Citizenship, Nationality and Ethnicity
Contents: I. The Conceptual Kit: The Search for Clarity: 1. Introducing the Argument. 2. Rethinking Citizenship, Nationality and Ethnicity. 3. Avoiding Conflations and Subsumptions. 4. Race and Religion: Untenable Factors in Nation Formation. II. The Empirical Process: The Trajectory of Ethnification: 5. Colonialism and European Expansion. 6. Proletarian Internationalism and the Socialist State. 7.The Nation-state and Project Homogenization. 8. Immigration and the Chauvinism of Prosperity.III. Towards a Rapprochement: Concepts and Reality: 9. Reconceptualizing Nation and Nationality: The Importance of Territory and Language. 10. Class, Nation, Ethnie and Race: Interlinkages. 11. Reconciling Nationality and Ethnicity: The Role of Citizenship.

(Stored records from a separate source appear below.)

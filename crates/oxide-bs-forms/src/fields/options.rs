//! Option lists for select inputs.

use indexmap::IndexMap;
use serde_json::Value;

use super::value::{display, is_truthy};
use crate::error::{FormError, Result};

/// Ordered `value => label` pairs.
#[derive(Debug, Clone, Default, PartialEq, Eq)]
pub struct SelectOptions(IndexMap<String, String>);

impl SelectOptions {
    /// Creates an empty option list.
    pub fn new() -> Self {
        Self::default()
    }

    /// Builds options from `(value, label)` pairs.
    pub fn from_pairs<K, V>(pairs: impl IntoIterator<Item = (K, V)>) -> Self
    where
        K: Into<String>,
        V: Into<String>,
    {
        Self(pairs.into_iter().map(|(k, v)| (k.into(), v.into())).collect())
    }

    /// Normalizes loosely-typed options.
    ///
    /// Empty values (`null`, `false`, `""`, `[]`, `{}`) give an empty list.
    /// Objects map keys to labels; arrays use their indexes as keys. Any
    /// other non-empty value is rejected.
    pub fn from_value(options: &Value) -> Result<Self> {
        match options {
            Value::Object(map) => Ok(Self(
                map.iter()
                    .map(|(k, v)| (k.clone(), display(v).unwrap_or_default()))
                    .collect(),
            )),
            Value::Array(items) => Ok(Self(
                items
                    .iter()
                    .enumerate()
                    .map(|(i, v)| (i.to_string(), display(v).unwrap_or_default()))
                    .collect(),
            )),
            other if !is_truthy(other) => Ok(Self::new()),
            other => Err(FormError::InvalidOptions(format!(
                "expected a list or a map of options, got {other}"
            ))),
        }
    }

    /// Builds options from a list of records, reading the option value and
    /// label from the named fields of each record.
    pub fn from_records(records: &Value, value_field: &str, label_field: &str) -> Result<Self> {
        let value_field = value_field.trim();
        let label_field = label_field.trim();
        if value_field.is_empty() || label_field.is_empty() {
            return Err(FormError::InvalidOptions(
                "record options need both a value field and a label field".to_string(),
            ));
        }

        let Value::Array(items) = records else {
            return Err(FormError::InvalidOptions(format!(
                "expected a list of records, got {records}"
            )));
        };

        let mut options = IndexMap::with_capacity(items.len());
        for record in items {
            let field = |name: &str| record.get(name).and_then(display);
            match (field(value_field), field(label_field)) {
                (Some(value), Some(label)) => {
                    options.insert(value, label);
                }
                _ => {
                    return Err(FormError::InvalidOptions(format!(
                        "record {record} lacks `{value_field}` or `{label_field}`"
                    )))
                }
            }
        }
        Ok(Self(options))
    }

    /// Returns the number of options.
    pub fn len(&self) -> usize {
        self.0.len()
    }

    /// Returns whether there are no options.
    pub fn is_empty(&self) -> bool {
        self.0.is_empty()
    }

    /// Iterates `(value, label)` pairs in order.
    pub fn iter(&self) -> impl Iterator<Item = (&str, &str)> {
        self.0.iter().map(|(k, v)| (k.as_str(), v.as_str()))
    }
}

impl<K: Into<String>, V: Into<String>> FromIterator<(K, V)> for SelectOptions {
    fn from_iter<I: IntoIterator<Item = (K, V)>>(iter: I) -> Self {
        Self::from_pairs(iter)
    }
}

impl<K: Into<String>, V: Into<String>, const N: usize> From<[(K, V); N]> for SelectOptions {
    fn from(pairs: [(K, V); N]) -> Self {
        Self::from_pairs(pairs)
    }
}

impl<K: Into<String>, V: Into<String>> From<Vec<(K, V)>> for SelectOptions {
    fn from(pairs: Vec<(K, V)>) -> Self {
        Self::from_pairs(pairs)
    }
}

#[cfg(test)]
mod tests {
    use super::*;
    use serde_json::json;

    #[test]
    fn test_from_value_object_keeps_order() {
        let options = SelectOptions::from_value(&json!({"z": "Zed", "a": "Ay", "1": 1})).unwrap();
        let pairs: Vec<_> = options.iter().collect();
        assert_eq!(pairs, vec![("z", "Zed"), ("a", "Ay"), ("1", "1")]);
    }

    #[test]
    fn test_from_value_array_uses_indexes() {
        let options = SelectOptions::from_value(&json!(["Red", "Green"])).unwrap();
        let pairs: Vec<_> = options.iter().collect();
        assert_eq!(pairs, vec![("0", "Red"), ("1", "Green")]);
    }

    #[test]
    fn test_from_value_empty_and_invalid() {
        assert!(SelectOptions::from_value(&json!(null)).unwrap().is_empty());
        assert!(SelectOptions::from_value(&json!("")).unwrap().is_empty());
        assert!(matches!(
            SelectOptions::from_value(&json!("red")),
            Err(FormError::InvalidOptions(_))
        ));
        assert!(matches!(
            SelectOptions::from_value(&json!(7)),
            Err(FormError::InvalidOptions(_))
        ));
    }

    #[test]
    fn test_from_records() {
        let records = json!([
            {"id": 1, "name": "Admin"},
            {"id": 2, "name": "Editor"},
        ]);
        let options = SelectOptions::from_records(&records, "id", "name").unwrap();
        let pairs: Vec<_> = options.iter().collect();
        assert_eq!(pairs, vec![("1", "Admin"), ("2", "Editor")]);

        assert!(SelectOptions::from_records(&records, "id", "title").is_err());
        assert!(SelectOptions::from_records(&records, "", "name").is_err());
        assert!(SelectOptions::from_records(&json!({"id": 1}), "id", "name").is_err());
    }
}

Most interpretations of ethnicity concentrate either on particular societies or on specific dimensions of ‘world society’. This work takes quite a different approach, arguing that variations within and across societies are vital for understanding contemporary dilemmas of ethnicity. The author aims to develop a new analysis of the relation between the nation on the one hand, and ethnicity and citizenship on the other. Oommen conceives of the nation as a product of a fusion of territory and language. He demonstrates that neither religion nor race determines national identities. As territory is seminal for a nation to emerge and exist, the dissociation between people and their ‘homeland’ makes them an ethnie. Citizenship is conceptualized both as a status to which nationals and ethnies ought to be entitled and as a set of obligations, a role they are expected to play. Analyses of three historical situations – colonialism and European expansion, Communist internationalism and the nation-state and its project of cultural unity – are examined to provide the empirical content of the argument. This book will be essential reading for second-year undergraduates and above in the areas of sociology, anthropology and cultural studies. (jacket)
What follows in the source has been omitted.